KILLINGTON, Vt. — An insider who helped broker the challenges that arose over construction of the Boston LDS Temple in the mid-1990s told a group of history buffs Friday that the project's highly educated opponents let ignorance about the LDS Church rule over reason.

But Grant Bennett believes that ultimately, the high-profile controversy has served the church well, simply because it forced LDS officials in both Massachusetts and Salt Lake City to explain the specifics of their faith in what ultimately became a widespread public education campaign.

He detailed those efforts for a standing-room-only crowd during the opening day of the 40th annual meeting of the Mormon History Association.

Bennett, who was serving as a bishop for The Church of Jesus Christ of Latter-day Saints in Belmont, Mass., in 1995 when President Gordon B. Hinckley announced a temple would be built there, said he believes there have been long-term benefits to the church.

A decade after the controversy began, the state has an LDS governor in Mitt Romney; two top administrators at Harvard are LDS; and former Brigham Young University basketball star Danny Ainge is leading the Boston Celtics.

"We take government, education and sports very seriously," he said, winking at the implication that his fellow residents are now more conversant about and comfortable with the LDS Church and its members.

Bennett said through the years of legal wrangling that preceded the embattled building's completion, there were definite lessons to be learned.

Foremost, he said, is that Latter-day Saints, who usually are in the minority outside Utah, are often "slow to reveal who we are and what we really believe." Failing to do so fosters ignorance about the faith, which "becomes a fertile breeding ground for rumors, and in a small number of cases, outright lies."

Belmont is home to many of the nation's leading intellectuals — "more Nobel laureates than anywhere else in the nation" — who make up the faculty at Harvard, Massachusetts Institute of Technology and dozens of other universities in the Boston area. In fact, an urban planning professor at Harvard became a chief opponent of the project after buying a home in the area, even though he understood there were plans to build it "in his back yard," Bennett said.

Rumors and fears over almost every logistical aspect of the temple spread like wildfire throughout the community, he said. Residents feared property values would plummet, traffic would become unbearable and the temple spire would lord over their landscape.

"We found that credibility and integrity are only built one relationship after another over the course of time." Bennett said that when he told officials in Salt Lake City that they would have to be painfully open about every aspect of the project if it were to succeed, there was some initial concern, but ultimately the church "answered every question" in painstaking detail.

Some feared Latter-day Saints would flock to the area in such great numbers they would ultimately take over the town and throw Shakespeare out of the schools, replacing his classics "with the Book of Mormon as required reading."

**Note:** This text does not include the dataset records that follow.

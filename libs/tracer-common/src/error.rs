use thiserror::Error;

/// Request rejected before anything is submitted to the backend.
#[derive(Debug, Clone, PartialEq, Eq, Error)]
pub enum ValidationError {
    #[error("language required")]
    MissingLanguage,

    #[error("unknown language: {0}")]
    UnknownLanguage(String),

    #[error("language {0} has no trace step configured")]
    TraceUnsupported(String),
}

Despite the near hysteria exhibited by some, President Hinckley's decision to move forward with construction of the temple as it was designed, including the planned spire, was "absolutely critical" to the church's ultimate success in court, which allowed the spire to be built.

A lower court judge had ruled the spire was not "necessary" to the function of the building. The decision was ultimately overturned by the state Supreme Court. The U.S. Supreme Court refused to hear a federal appeal by opponents.

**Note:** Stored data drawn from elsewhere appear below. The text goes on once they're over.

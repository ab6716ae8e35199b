// CLI commands for managing language profiles
use anyhow::{bail, Context, Result};
use std::collections::BTreeMap;
use std::fs;
use std::io::{self, Write};
use std::path::Path;
use tracer_common::builder;
use tracer_common::profiles::{LanguageProfile, LanguageRegistry, LanguagesFile, Toolchain};
use tracer_common::types::{ExecutionRequest, OutputMode, TaskSpec};

/// Fields collected by `add-lang`
pub struct NewLanguage {
    pub name: String,
    pub image: String,
    pub filename: String,
    pub compiler: Option<String>,
    pub formatter: Vec<String>,
    pub build_dir: String,
    pub memory_limit_mb: u32,
    pub cpu_limit: f32,
    pub timeout_ms: u64,
}

/// Load languages configuration
fn load_languages_config(path: &Path) -> Result<LanguagesFile> {
    if !path.exists() {
        return Ok(LanguagesFile { languages: vec![] });
    }

    let content = fs::read_to_string(path)
        .with_context(|| format!("Failed to read {}", path.display()))?;
    serde_json::from_str(&content)
        .with_context(|| format!("Failed to parse {}", path.display()))
}

/// Save languages configuration
fn save_languages_config(path: &Path, config: &LanguagesFile) -> Result<()> {
    // Ensure config directory exists
    if let Some(parent) = path.parent() {
        if !parent.as_os_str().is_empty() {
            fs::create_dir_all(parent)?;
        }
    }

    let json_content = serde_json::to_string_pretty(config)
        .context("Failed to serialize languages.json")?;

    fs::write(path, json_content + "\n")
        .with_context(|| format!("Failed to write {}", path.display()))?;

    Ok(())
}

/// Profile for a new language. The binary is named after the source stem.
pub fn new_profile(lang: NewLanguage) -> LanguageProfile {
    let binary = Path::new(&lang.filename)
        .file_stem()
        .map(|s| s.to_string_lossy().into_owned())
        .unwrap_or_else(|| "usercode".to_string());

    LanguageProfile {
        name: lang.name,
        image: lang.image,
        filename: lang.filename,
        build_dir: lang.build_dir,
        toolchain: lang.compiler.map(|compiler| Toolchain {
            compiler,
            binary,
            warning_flags: Vec::new(),
        }),
        formatter: lang.formatter,
        trace: None,
        auxiliary_files: BTreeMap::new(),
        cpu_limit: lang.cpu_limit,
        memory_limit_mb: lang.memory_limit_mb,
        timeout_ms: lang.timeout_ms,
    }
}

/// Add a new language profile
pub fn add_language(config_path: &Path, profile: LanguageProfile) -> Result<()> {
    println!("🚀 Adding language: {}", profile.name);

    if profile.timeout_ms == 0 {
        bail!("Timeout must be greater than zero");
    }

    let mut languages_json = load_languages_config(config_path)?;

    if languages_json.languages.iter().any(|l| l.name == profile.name) {
        bail!("Language '{}' already exists in config", profile.name);
    }

    let name = profile.name.clone();
    languages_json.languages.push(profile);

    // Same checks the services run at startup
    LanguageRegistry::from_profiles(languages_json.languages.clone())?;

    println!("📝 Updating {}...", config_path.display());
    save_languages_config(config_path, &languages_json)?;

    println!("✅ Language '{}' added successfully!", name);
    println!("\n📋 Next steps:");
    println!("  1. Make sure the sandbox image provides the formatter");
    println!("  2. Restart tracer-api to pick up the profile");

    Ok(())
}

/// Remove a language profile
pub fn remove_language(config_path: &Path, name: &str, yes: bool) -> Result<()> {
    println!("🗑️  Removing language: {}", name);

    let mut languages_json = load_languages_config(config_path)?;

    let lang_index = languages_json
        .languages
        .iter()
        .position(|l| l.name == name)
        .ok_or_else(|| anyhow::anyhow!("Language '{}' not found in config", name))?;

    if languages_json.languages.len() == 1 {
        bail!("Cannot remove '{}': it is the only configured language", name);
    }

    // Confirm deletion
    if !yes {
        print!("⚠️  This will remove '{}' from {}\n", name, config_path.display());
        print!("\nContinue? (y/N): ");
        io::stdout().flush()?;

        let mut input = String::new();
        io::stdin().read_line(&mut input)?;

        if !input.trim().eq_ignore_ascii_case("y") {
            println!("❌ Aborted");
            return Ok(());
        }
    }

    languages_json.languages.remove(lang_index);
    println!("📝 Removing from {}...", config_path.display());
    save_languages_config(config_path, &languages_json)?;

    println!("✅ Language '{}' removed successfully!", name);

    Ok(())
}

/// List all configured languages
pub fn list_languages(config_path: &Path) -> Result<()> {
    let languages_json = load_languages_config(config_path)?;

    if languages_json.languages.is_empty() {
        println!("No languages configured.");
        println!("\n💡 Add a language with: tracer-cli add-lang --name <name> --image <image> --filename <file> --formatter <cmd>...");
        return Ok(());
    }

    println!("📋 Configured Languages:\n");
    println!("{:<10} {:<24} {:<16} {:<10} {:<8} {:<10}",
             "Name", "Image", "File", "Compiler", "Trace", "CPU/Mem");
    println!("{}", "─".repeat(90));

    for lang in &languages_json.languages {
        println!("{:<10} {:<24} {:<16} {:<10} {:<8} {:.1}/{} MB",
                 lang.name,
                 lang.image,
                 lang.filename,
                 lang.toolchain.as_ref().map(|t| t.compiler.as_str()).unwrap_or("-"),
                 if lang.trace.is_some() { "yes" } else { "no" },
                 lang.cpu_limit,
                 lang.memory_limit_mb);
    }

    println!("\n✅ Total: {} language(s)", languages_json.languages.len());

    Ok(())
}

/// Build the task a request for `file` would produce
pub fn build_task(config_path: &Path, language: &str, file: &Path, mode: OutputMode) -> Result<TaskSpec> {
    let registry = if config_path.exists() {
        LanguageRegistry::load(config_path)?
    } else {
        LanguageRegistry::builtin()
    };

    let code = fs::read_to_string(file)
        .with_context(|| format!("Failed to read {}", file.display()))?;

    let request = ExecutionRequest {
        code,
        language: language.to_string(),
    };

    Ok(builder::build(&registry, &request, mode)?)
}

/// Print the task as JSON
pub fn render_task(config_path: &Path, language: &str, file: &Path, mode: OutputMode) -> Result<()> {
    let task = build_task(config_path, language, file, mode)?;
    println!("{}", serde_json::to_string_pretty(&task)?);
    Ok(())
}

#[cfg(test)]
mod tests {
    use super::*;
    use tempfile::tempdir;

    fn clang_language() -> NewLanguage {
        NewLanguage {
            name: "clang".to_string(),
            image: "silkeh/clang:17".to_string(),
            filename: "main.c".to_string(),
            compiler: Some("clang".to_string()),
            formatter: vec!["%BINARY%".to_string()],
            build_dir: "/tmp/user_code".to_string(),
            memory_limit_mb: 512,
            cpu_limit: 1.0,
            timeout_ms: 10000,
        }
    }

    #[test]
    fn test_new_profile_names_binary_after_source() {
        let profile = new_profile(clang_language());
        assert_eq!(profile.toolchain.unwrap().binary, "main");
        assert!(profile.trace.is_none());
    }

    #[test]
    fn test_add_and_remove_language() {
        let dir = tempdir().unwrap();
        let path = dir.path().join("config").join("languages.json");

        let seed = LanguagesFile { languages: vec![LanguageRegistry::builtin().resolve("c").unwrap().clone()] };
        save_languages_config(&path, &seed).unwrap();

        add_language(&path, new_profile(clang_language())).unwrap();
        let registry = LanguageRegistry::load(&path).unwrap();
        assert_eq!(registry.names(), vec!["c", "clang"]);

        remove_language(&path, "clang", true).unwrap();
        let registry = LanguageRegistry::load(&path).unwrap();
        assert_eq!(registry.names(), vec!["c"]);
    }

    #[test]
    fn test_add_duplicate_language_fails() {
        let dir = tempdir().unwrap();
        let path = dir.path().join("languages.json");

        add_language(&path, new_profile(clang_language())).unwrap();
        let err = add_language(&path, new_profile(clang_language())).unwrap_err();
        assert!(err.to_string().contains("already exists"));
    }

    #[test]
    fn test_add_invalid_profile_leaves_file_untouched() {
        let dir = tempdir().unwrap();
        let path = dir.path().join("languages.json");

        let mut lang = clang_language();
        lang.filename = "src/main.c".to_string();
        assert!(add_language(&path, new_profile(lang)).is_err());
        assert!(!path.exists());
    }

    #[test]
    fn test_remove_last_language_fails() {
        let dir = tempdir().unwrap();
        let path = dir.path().join("languages.json");

        add_language(&path, new_profile(clang_language())).unwrap();
        assert!(remove_language(&path, "clang", true).is_err());
        assert!(remove_language(&path, "go", true).is_err());
    }

    #[test]
    fn test_build_task_falls_back_to_builtin_profiles() {
        let dir = tempdir().unwrap();
        let source = dir.path().join("hello.c");
        fs::write(&source, "int main() { return 0; }\n").unwrap();

        let missing = dir.path().join("missing.json");
        let task = build_task(&missing, "c", &source, OutputMode::Formatted).unwrap();
        assert_eq!(task.files["usercode.c"], "int main() { return 0; }\n");
        assert!(task.run.contains("gcc"));

        assert!(build_task(&missing, "cobol", &source, OutputMode::Formatted).is_err());
    }
}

As the church continued to respond with detailed information on every logistical aspect of the project, former opponents, including some town officials, fire and police officials and contracted professionals, became supportive.

Heavy media coverage, including editorial cartoons poking fun at the irony of opponents' worries, got people talking. One such cartoon showed a NASA space shuttle impaled on the temple spire with the caption, "Houston, we have a problem." Another showed a headless Angel Moroni, cut down to size in order to accommodate residents' ire over the height of the spire.

Bennett said he hopes the lessons learned will have some bearing on how public relations on such projects are handled in the future, and on how Latter-day Saints present their beliefs.

In other sessions, presenters examined topics as diverse as church founder Joseph Smith's doctrinal developments over time, and 19th century Mormon encounters with the paranormal. The conference has drawn nearly 600 participants to the mountains near Smith's birthplace in Sharon, Vt., as the LDS Church celebrates his 200th birthday.

The MHA also presented its annual awards on Friday night, honoring historian Dan Vogel with its "best biography" award for his 744-page "Joseph Smith: The Making of a Prophet," published by Signature Books.

According to a press release, the award "raised eyebrows among some of the conservative MHA members due to Vogel's interpretation of Joseph Smith as more human than normally portrayed, someone who drew partly from his own personal experiences in crafting the Book of Mormon."

LDS Church leaders have always maintained Smith translated the book from an ancient record delivered to him by an angel.

Other award recipients included Kathleen Flake, a professor of American religious history at Vanderbilt University's divinity school, for her work, "The Politics of American Religious Identity: The Seating of Senator Reed Smoot, Mormon Apostle." Best documentary went to John Sillito, curator of Special Collections at Weber State University, for his book, "History's Apprentice: The Diaries of B.H. Roberts."

Best first book recognition went to Val D. Rust, professor of social sciences at the University of California-Los Angeles for his work, "Radical Origins: Early Mormon Converts and Their Colonial Ancestors."